Often coming hand in hand, both obesity and a high-fat diet have been linked with an increased risk for several different cancers. While various possible mechanisms have been proposed to explain such associations, scientists have remained in the dark about how these risk factors could drive colon cancer. But a new study finally seems to be offering some answers, finding that a high-fat diet boosts the growth of stem cells in the intestines of mice and may increase the likelihood that others form tumors.
This find actually ties in nicely with earlier work that found these intestinal stem cells (ISCs) represent the population in this area that is most likely to accrue potentially cancer-driving mutations. That observation makes sense, given the fact that stem cells can effectively divide indefinitely, giving rise to lots of different cell types that make up different tissues and organs. So if a mutation takes place in one of these cells, it’s more likely to hang around.
To find out more about their relationship with obesity and colon cancer, researchers in the U.S. kept mice on a long-term high-fat diet consisting of 60 percent fat; Western diets typically consist of around 20 to 40 percent. Described in Nature, not only did these mice gain significantly more weight than their normal chow-fed counterparts, there were also marked differences in their intestines.
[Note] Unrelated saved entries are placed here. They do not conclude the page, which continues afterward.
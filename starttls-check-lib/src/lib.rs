//! # starttls-check Library
//!
//! Bulk evaluation of mail domains: run a check function over a list of
//! domains on a bounded worker pool, collect every result through a
//! pluggable handler, and summarise MTA-STS adoption across the batch.
//!
//! ## Quick Start
//!
//! ```rust,no_run
//! use starttls_check_lib::{run_batch, AggregatedScan, CsvIdentifiers, MailChecker, PoolSize, ScanSource};
//!
//! #[tokio::main]
//! async fn main() -> Result<(), Box<dyn std::error::Error>> {
//!     let checker = MailChecker::new()?;
//!     let domains = CsvIdentifiers::from_path("top-1m.csv", 1, false)?;
//!     let mut scan = AggregatedScan::new(ScanSource::TopDomains);
//!
//!     run_batch(
//!         domains,
//!         move |domain| {
//!             let checker = checker.clone();
//!             async move { checker.check_domain(&domain).await }
//!         },
//!         &mut scan,
//!         PoolSize::default(),
//!     )
//!     .await?;
//!
//!     println!("{:.2}% of mail domains publish MTA-STS", scan.percent_mta_sts());
//!     Ok(())
//! }
//! ```
//!
//! ## Pieces
//!
//! - **Result model**: [`CheckResult`] trees with a monotone [`Status`]
//! - **Pipeline**: [`run_batch`] / [`ScanPipeline`], N workers, completion barrier
//! - **Handlers**: [`ResultHandler`], [`AggregatedScan`], [`JsonLinesPrinter`]
//! - **Built-in check**: [`MailChecker`] (MX lookup, MTA-STS policy, SMTP probe)

pub use aggregate::{AggregatedScan, ScanSummary, PROGRESS_INTERVAL};
pub use checker::MailChecker;
pub use concurrent::{run_batch, BatchStats, ScanPipeline};
pub use config::{
    load_env_config, parse_timeout_string, resolve_scan_config, ConfigManager, DefaultsConfig,
    EnvConfig, FileConfig, OutputConfig, POOL_SIZE_ENV,
};
pub use error::ScanError;
pub use handler::{JsonLinesPrinter, ResultHandler};
pub use protocols::{DnsResolver, MxResolver};
pub use result::{checks, describe, CheckResult, Status};
pub use source::CsvIdentifiers;
pub use types::{
    DomainResult, MtaStsMode, MtaStsResult, PoolSize, ScanConfig, ScanSource, DEFAULT_POOL_SIZE,
    MAX_POOL_SIZE,
};
pub use utils::normalize_domain;

pub mod protocols;

mod aggregate;
mod checker;
mod concurrent;
mod config;
mod error;
mod handler;
mod result;
mod source;
mod types;
mod utils;

// Type alias for convenience
pub type Result<T> = std::result::Result<T, ScanError>;

pub const VERSION: &str = env!("CARGO_PKG_VERSION");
Most notably, there was a significant increase in the number of ISCs in the mice on a high-fat diet, despite the fact that there was actually a decrease in the number of specialized cells called Paneth cells, which make up the intestinal lining.
Can high-sugar diets also trigger the same changes? Alexandra Lande/Shutterstock
Next, they wanted to see whether this diet could enhance the regenerative capacity of the intestine, so they removed ISCs from the mice and grew them in a dish. Those obtained from mice on a high-fat diet formed miniaturized versions of intestines much more readily than those taken from the control mice, which the researchers found was down to the activation of a molecule called PPAR-delta.
“PPAR-delta is a master regulator of fatty acid metabolism, enabling cells to use fatty acids to generate energy,” lead researcher Omer Yilmaz from the Massachusetts Institute of Technology told IFLScience. “But what’s really exciting is that in addition to this, we found that PPAR-delta engages a set of genes that are important for stem cell identity.”
As evidence of this, in the mice on a high-fat diet, activation of PPAR-delta in intestinal progenitor cells – daughters of stem cells that are along the road of specialization – caused them to behave like stem cells, increasing their lifespan and endowing them the ability to form mini-intestines in a dish. Importantly, when the team deleted a gene in these cells that’s often mutated in colon cancer, the cells obtained the capacity to form tumors.
“It’s previously been shown that if you delete this gene in stem cells, it gives rise to tumors,” Yilmaz told IFLScience. “But if you delete it in non-stem cells, you rarely get tumors.”
So not only is this high-fat diet increasing the number of stem cells, and therefore the number of target cells that can accumulate cancer-driving mutations, but it also increases the pool of cells that can undergo tumor formation, Yilmaz explained.
While humans and mice aren’t the same, and high-fat diets aren’t the only diets linked with obesity, the work is important nonetheless. Ultimately, it may be possible to target PPAR-delta in tumors in obese patients as a potential therapeutic strategy, something the researchers are actively pursuing.